It’s educational. It’s worthy. It’s heart-wrenching. It’s overwhelming.
Last fall, I had the fortunate opportunity to visit the 9/11 Memorial Museum in New York. Located in lower Manhattan next to the glimmering sun-soaked new One World Trade Center, the museum was surrounded by a plaza dotted with swamp white oaks. Nestled inside the street-level urban forest were two reflecting pools, representing the toppled Twin Towers, which once scraped the sky. (I stood on the observation deck of the Twin Towers as a sixth-grader). These twin “Reflecting Absence” pools, each with 30-foot cascading waterfalls that drop into the ground, served as dominant, yet modest expression of the emptiness that resulted from the country’s painful loss on Sept. 11, 2001.
The horrific nature of that day was evident on the faces of fellow countrymen grieving over the multitude of names inscribed on angled bronze walls surrounding both reflecting pools. Simply viewing the names of those who perished that day, before entering the museum space, was sobering.
After obtaining a museum ticket and walking through security, similar to entering an airport, I descended a ramp past ruins of a concrete staircase that survivors used to escape the terrorist attack. On the ground floor, I found separate historical and memorial exhibits.
Contained in the memorial display, located directly below where the South Tower once stood, the 2,983 men, women, and children killed in September 2001 and February 1993 were honored with individual portraits on the “Wall of Faces.” Nearby, visitors searched the names of their loves ones via touchscreen tables. The space also featured a darkened inner chamber, where the names of victims and intermittent biographical snippets from family and loved ones were broadcast overhead. I sat there in silence for what seemed like an eternity.

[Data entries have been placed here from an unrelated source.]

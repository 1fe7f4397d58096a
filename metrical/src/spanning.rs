//! Containers of spans, laid one after another on a rational timeline.
//!
//! Container is built only by appending: every element is placed at the
//! end of the previous one, so offsets of the container always partition
//! `[0, length)` without gaps and overlaps.
//!
//! # Example
//! ```
//! use fraction::Fraction;
//! use metrical::meter::{Meter, MeterCollection};
//!
//! let mut builder = MeterCollection::builder();
//! builder.add_meter(Meter::new(4, 4)).add_meter(Meter::new(3, 8));
//! let meters = builder.build();
//!
//! assert_eq!(meters.length(), Fraction::new(11u64, 8u64));
//! let (offset, fragment) = meters
//!     .element_containing(Fraction::new(9u64, 8u64))
//!     .unwrap();
//! assert_eq!(offset, Fraction::from(1.0));
//! assert_eq!(*fragment.meter(), Meter::new(3, 8));
//! ```

use std::ops::Range;

use fraction::Fraction;

use crate::primitives::zero;

/// Something, that covers a contiguous range of a timeline.
pub trait SpanningFragment: Clone {
    /// Covered range, in local coordinates of the element.
    fn range(&self) -> Range<Fraction>;

    fn length(&self) -> Fraction {
        let range = self.range();
        range.end - range.start
    }

    /// Part of the element within `range`, given in local coordinates.
    fn fragment(&self, range: Range<Fraction>) -> Self;
}

/// Elements keyed by offset of their start.
#[derive(Debug, Clone, PartialEq)]
pub struct SpanningContainer<T> {
    offsets: Vec<Fraction>,
    elements: Vec<T>,
    length: Fraction,
}
impl<T: SpanningFragment> SpanningContainer<T> {
    pub fn empty() -> Self {
        Self {
            offsets: Vec::new(),
            elements: Vec::new(),
            length: zero(),
        }
    }
    pub fn builder() -> SpanningContainerBuilder<T> {
        SpanningContainerBuilder::new()
    }

    /// Amount of elements.
    pub fn len(&self) -> usize {
        self.elements.len()
    }
    pub fn is_empty(&self) -> bool {
        self.elements.is_empty()
    }
    /// Summary length of all elements.
    pub fn length(&self) -> Fraction {
        self.length
    }
    pub fn offsets(&self) -> &[Fraction] {
        &self.offsets
    }
    pub fn elements(&self) -> &[T] {
        &self.elements
    }
    /// Pairs of (offset, element).
    pub fn iter(&self) -> impl Iterator<Item = (Fraction, &T)> {
        self.offsets.iter().copied().zip(self.elements.iter())
    }

    /// Binary search of the element, that contains offset.
    ///
    /// Normally element owns its start, but not its end. With `allowing_end`
    /// it is the opposite: element owns its end, but not its start. It is
    /// needed to find the element, where a range ends.
    ///
    /// # Returns
    /// None if the offset is out of `[0, length)`
    /// (or out of `(0, length]` with `allowing_end`).
    pub fn index_of_element(
        &self,
        offset: Fraction,
        allowing_end: bool,
    ) -> Option<usize> {
        let (mut lower, mut upper) = (0, self.elements.len());
        while lower < upper {
            let mid = (lower + upper) / 2;
            let start = self.offsets[mid];
            let end = start + self.elements[mid].length();
            let (before, after) = match allowing_end {
                false => (offset < start, offset >= end),
                true => (offset <= start, offset > end),
            };
            if before {
                upper = mid;
            } else if after {
                lower = mid + 1;
            } else {
                return Some(mid);
            }
        }
        None
    }

    /// Element under the offset and offset of its start.
    pub fn element_containing(
        &self,
        offset: Fraction,
    ) -> Option<(Fraction, &T)> {
        let index = self.index_of_element(offset, false)?;
        Some((self.offsets[index], &self.elements[index]))
    }

    /// New container, that covers exactly `range` of this one.
    ///
    /// Elements at the edges are fragmented, elements in the middle are
    /// kept as they are. Offsets of the new container start from zero.
    /// Range, that ends after the container, is truncated at the end.
    pub fn fragment(&self, range: Range<Fraction>) -> Self {
        let upper = range.end.min(self.length);
        if range.start >= upper {
            return Self::empty();
        }
        let start_index = match self.index_of_element(range.start, false) {
            Some(index) => index,
            None => return Self::empty(),
        };
        let end_index = match self.index_of_element(upper, true) {
            Some(index) => index,
            None => return Self::empty(),
        };
        let mut builder = Self::builder();
        let start = &self.elements[start_index];
        let local_start = self.local_offset(start_index, range.start);
        if start_index == end_index {
            let local_end = self.local_offset(end_index, upper);
            builder.add(start.fragment(local_start..local_end));
            return builder.build();
        }
        builder.add(start.fragment(local_start..start.range().end));
        for element in &self.elements[start_index + 1..end_index] {
            builder.add(element.clone());
        }
        let end = &self.elements[end_index];
        let local_end = self.local_offset(end_index, upper);
        builder.add(end.fragment(end.range().start..local_end));
        builder.build()
    }

    /// Convert container offset to coordinates of the element at index.
    fn local_offset(&self, index: usize, offset: Fraction) -> Fraction {
        self.elements[index].range().start + (offset - self.offsets[index])
    }
}
impl<T: SpanningFragment> Default for SpanningContainer<T> {
    fn default() -> Self {
        Self::empty()
    }
}
impl<T: SpanningFragment> FromIterator<T> for SpanningContainer<T> {
    fn from_iter<I: IntoIterator<Item = T>>(iter: I) -> Self {
        let mut builder = Self::builder();
        for element in iter {
            builder.add(element);
        }
        builder.build()
    }
}

/// The only way to fill [`SpanningContainer`].
#[derive(Debug)]
pub struct SpanningContainerBuilder<T> {
    offsets: Vec<Fraction>,
    elements: Vec<T>,
    offset: Fraction,
}
impl<T: SpanningFragment> SpanningContainerBuilder<T> {
    pub fn new() -> Self {
        Self {
            offsets: Vec::new(),
            elements: Vec::new(),
            offset: zero(),
        }
    }
    /// Place element at the end of the previous one.
    ///
    /// # Panics
    /// If element has no length.
    pub fn add(&mut self, element: T) -> &mut Self {
        let length = element.length();
        if length <= zero() {
            panic!(
                "spanning element should have positive length. range: {:?}",
                element.range()
            );
        }
        log::debug!("adding element of length {} at {}", length, self.offset);
        self.offsets.push(self.offset);
        self.elements.push(element);
        self.offset = self.offset + length;
        self
    }
    /// Offset, where the next element will be placed.
    pub fn offset(&self) -> Fraction {
        self.offset
    }
    pub fn build(self) -> SpanningContainer<T> {
        SpanningContainer {
            offsets: self.offsets,
            elements: self.elements,
            length: self.offset,
        }
    }
}
impl<T: SpanningFragment> Default for SpanningContainerBuilder<T> {
    fn default() -> Self {
        Self::new()
    }
}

Past a crumbled New York Fire Department ladder truck, upon entering the historical exhibit, directly below the footprint of the North Tower, visitors were reminded that no photographs were allowed. I quickly understood the importance of the request when confronting scores of memorabilia on display. Behind glass, I came close to personal artifacts, including a wristwatch and a pair of eyeglasses, recovered from the site as people huddled together and wept. And shielded from public view – tucked in a small corner complete with a warning to visitors – disturbing images of people jumping to their deaths were on display, rotating. All the while, real-time audio recordings from first responder radio chatter played over ceiling speakers as a reminder of the tragedy that unfolded on that dreadful day.
Both exhibits, located at bedrock seven stories underground, were short strolls away from the museum’s Foundation Hall. The colossal room contained what was described as the “slurry wall,” a retaining partition from the original World Trade Center. Nigh to the wall rested the “Last Column,” a 36-foot-tall concrete support covered with missing posters and inscriptions placed by rescue workers.
In the grand hall, visitors were also allowed to forever become a part of the living museum. Via several electronic tablets, I too wrote a message and contributed my voice to the museum’s archive, which then appeared on the slurry wall.
The experience was intense. And although I was grateful for the experience, after about four hours inside the reflective 9/11 Memorial Museum, the weight of sadness was unbearable. I left. It’s an experience that I won’t forget.